I'm looking for a camcorder to replace my Sony TRV-120 which I got like 10 years ago. Unfortunately, I'm having a lot of trouble finding a camcorder that fits all my requirements.

I'm looking for an HD camcorder that can easily be carried around by me while still filming. In other words, probably a handycam. (basically: If I can walk around while holding it in my hand and recording things, that's good)
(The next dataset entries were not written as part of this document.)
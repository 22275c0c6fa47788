//! In-process change-notification bus.
//!
//! # Responsibility
//! - Deliver typed change events to registered handlers, synchronously and
//!   in registration order.
//! - Receive advisory storage-level signals raised by other processes
//!   sharing the same physical store.
//!
//! # Invariants
//! - `emit` returns only after every matching handler ran.
//! - An event name already being dispatched on the current stack is never
//!   re-dispatched (cycle guard); the drop is logged.
//! - External signals carry only the physical key; receivers must re-pull
//!   authoritative state instead of trusting any payload.

use crate::model::exam::ExamId;
use crate::model::school::SchoolId;
use log::warn;
use std::cell::RefCell;
use std::rc::Rc;

/// Typed payload of one change notification.
///
/// `name()` yields the stable wire name each external collaborator listens
/// for, including the legacy alias kept for older listeners.
#[derive(Debug, Clone, PartialEq, Eq)]
pub enum ChangeEvent {
    /// Active school switched (primary notification).
    SchoolChanged { school_id: SchoolId },
    /// Active school switched (legacy-alias notification).
    SchoolChangedLegacy { school_id: SchoolId },
    /// A namespaced logical key was written.
    KeyUpdated { key: String },
    /// An unscoped (global) logical key was written.
    GlobalKeyUpdated { key: String },
    /// Academic year catalog mutated.
    YearsChanged,
    /// Exam type catalog mutated.
    ExamTypesChanged,
    /// Exam catalog mutated.
    ExamsChanged,
    /// Dependent exam selectors were rebuilt; carries a suggested selection.
    ExamSelectionRefreshed { auto_select: Option<ExamId> },
    /// Advisory signal that another process touched a physical key.
    ExternalStorage { physical_key: String },
}

impl ChangeEvent {
    /// Stable wire name of this event.
    pub fn name(&self) -> String {
        match self {
            Self::SchoolChanged { .. } => "schoolChanged".to_string(),
            Self::SchoolChangedLegacy { .. } => "school-changed".to_string(),
            Self::KeyUpdated { key } => format!("storage-update-{key}"),
            Self::GlobalKeyUpdated { key } => format!("storage-update-global-{key}"),
            Self::YearsChanged => "yearChanged".to_string(),
            Self::ExamTypesChanged => "examTypeChanged".to_string(),
            Self::ExamsChanged => "examsUpdated".to_string(),
            Self::ExamSelectionRefreshed { .. } => "examSelectionRefreshed".to_string(),
            Self::ExternalStorage { .. } => "storage".to_string(),
        }
    }
}

type Handler = Rc<dyn Fn(&ChangeEvent)>;

struct Registration {
    event_name: String,
    handler: Handler,
}

/// Process-wide synchronous event bus.
///
/// Single-threaded by design; shared via `Rc` between the store and the
/// services built on it.
#[derive(Default)]
pub struct ChangeBus {
    registrations: RefCell<Vec<Registration>>,
    dispatching: RefCell<Vec<String>>,
}

impl ChangeBus {
    pub fn new() -> Self {
        Self::default()
    }

    /// Registers a handler for one event name.
    ///
    /// Handlers run in registration order. Registering from inside a
    /// handler is allowed; the new handler only sees later events.
    pub fn on(&self, event_name: impl Into<String>, handler: impl Fn(&ChangeEvent) + 'static) {
        self.registrations.borrow_mut().push(Registration {
            event_name: event_name.into(),
            handler: Rc::new(handler),
        });
    }

    /// Dispatches one event to every handler registered for its name.
    ///
    /// Re-emission of a name already on the dispatch stack is dropped to
    /// stop listener-triggers-identical-mutation loops.
    pub fn emit(&self, event: &ChangeEvent) {
        let name = event.name();

        if self.dispatching.borrow().iter().any(|n| n == &name) {
            warn!(
                "event=bus_emit module=bus status=error error_code=reentrant_emit name={name}"
            );
            return;
        }

        // Snapshot matching handlers so handlers may register new ones
        // without holding the borrow across user code.
        let matching: Vec<Handler> = self
            .registrations
            .borrow()
            .iter()
            .filter(|r| r.event_name == name)
            .map(|r| Rc::clone(&r.handler))
            .collect();

        self.dispatching.borrow_mut().push(name);
        for handler in matching {
            handler(event);
        }
        self.dispatching.borrow_mut().pop();
    }

    /// Feeds an advisory cross-process storage signal into the bus.
    pub fn signal_external(&self, physical_key: impl Into<String>) {
        self.emit(&ChangeEvent::ExternalStorage {
            physical_key: physical_key.into(),
        });
    }

    /// Number of registered handlers, over all event names.
    pub fn handler_count(&self) -> usize {
        self.registrations.borrow().len()
    }
}

#[cfg(test)]
mod tests {
    use super::{ChangeBus, ChangeEvent};
    use std::cell::RefCell;
    use std::rc::Rc;

    #[test]
    fn dispatches_in_registration_order() {
        let bus = ChangeBus::new();
        let seen = Rc::new(RefCell::new(Vec::new()));

        let first = Rc::clone(&seen);
        bus.on("yearChanged", move |_| first.borrow_mut().push("first"));
        let second = Rc::clone(&seen);
        bus.on("yearChanged", move |_| second.borrow_mut().push("second"));

        bus.emit(&ChangeEvent::YearsChanged);
        assert_eq!(*seen.borrow(), vec!["first", "second"]);
    }

    #[test]
    fn only_matching_event_name_is_delivered() {
        let bus = ChangeBus::new();
        let hits = Rc::new(RefCell::new(0));

        let counter = Rc::clone(&hits);
        bus.on("examTypeChanged", move |_| *counter.borrow_mut() += 1);

        bus.emit(&ChangeEvent::YearsChanged);
        assert_eq!(*hits.borrow(), 0);

        bus.emit(&ChangeEvent::ExamTypesChanged);
        assert_eq!(*hits.borrow(), 1);
    }

    #[test]
    fn keyed_update_names_include_the_logical_key() {
        let event = ChangeEvent::KeyUpdated {
            key: "exams".to_string(),
        };
        assert_eq!(event.name(), "storage-update-exams");

        let global = ChangeEvent::GlobalKeyUpdated {
            key: "school_list".to_string(),
        };
        assert_eq!(global.name(), "storage-update-global-school_list");
    }

    #[test]
    fn reentrant_emit_of_same_name_is_dropped() {
        let bus = Rc::new(ChangeBus::new());
        let hits = Rc::new(RefCell::new(0));

        let inner_bus = Rc::clone(&bus);
        let counter = Rc::clone(&hits);
        bus.on("yearChanged", move |_| {
            *counter.borrow_mut() += 1;
            // A naive listener echoing the same mutation must not loop.
            inner_bus.emit(&ChangeEvent::YearsChanged);
        });

        bus.emit(&ChangeEvent::YearsChanged);
        assert_eq!(*hits.borrow(), 1);
    }

    #[test]
    fn nested_emit_of_different_name_still_dispatches() {
        let bus = Rc::new(ChangeBus::new());
        let seen = Rc::new(RefCell::new(Vec::new()));

        let inner_bus = Rc::clone(&bus);
        let outer = Rc::clone(&seen);
        bus.on("examsUpdated", move |_| {
            outer.borrow_mut().push("exams");
            inner_bus.emit(&ChangeEvent::ExamSelectionRefreshed { auto_select: None });
        });
        let inner = Rc::clone(&seen);
        bus.on("examSelectionRefreshed", move |_| {
            inner.borrow_mut().push("selection");
        });

        bus.emit(&ChangeEvent::ExamsChanged);
        assert_eq!(*seen.borrow(), vec!["exams", "selection"]);
    }

    #[test]
    fn external_signal_reaches_storage_listeners() {
        let bus = ChangeBus::new();
        let keys = Rc::new(RefCell::new(Vec::new()));

        let sink = Rc::clone(&keys);
        bus.on("storage", move |event| {
            if let ChangeEvent::ExternalStorage { physical_key } = event {
                sink.borrow_mut().push(physical_key.clone());
            }
        });

        bus.signal_external("mhm_v2_exams");
        assert_eq!(*keys.borrow(), vec!["mhm_v2_exams".to_string()]);
    }
}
However, the specific requirements are...

1) Cost $1,000 or less.
2) Have battery life of at least 3 hours, and when I say battery life, I mean what I'll actually be experiencing, not what the company advertises. If the included battery doesn't do it but you can order another battery that does fit the bill, that's fine, as long as the camera and the battery together do not go over the maximum price.
3) Be compatible with Final Cut Pro.
4) Have an optical zoom of at least 20x.
5) Have a viewfinder.

1) Cost $500 or less.
2) Have an optical zoom of at least 32x.
3) Have a display that is not touch controlled, or at least not *only* touch controlled; that is, have the option of controlling it or setting menu options via buttons. I really don't like touch controlled displays much because it just causes it to be smudged.
4) Be able to record in 720p, either in addition to 1080 or just 720p, as I doubt I'll really be needing to go as high as 1080 (which takes up way more space).

Any suggestions? It'll primarily (but not only) be used to record things at anime/gaming conventions for putting on YouTube. The TRV-120 still works well, but it's only standard definition and I'm really starting to notice the inadequacies in that format.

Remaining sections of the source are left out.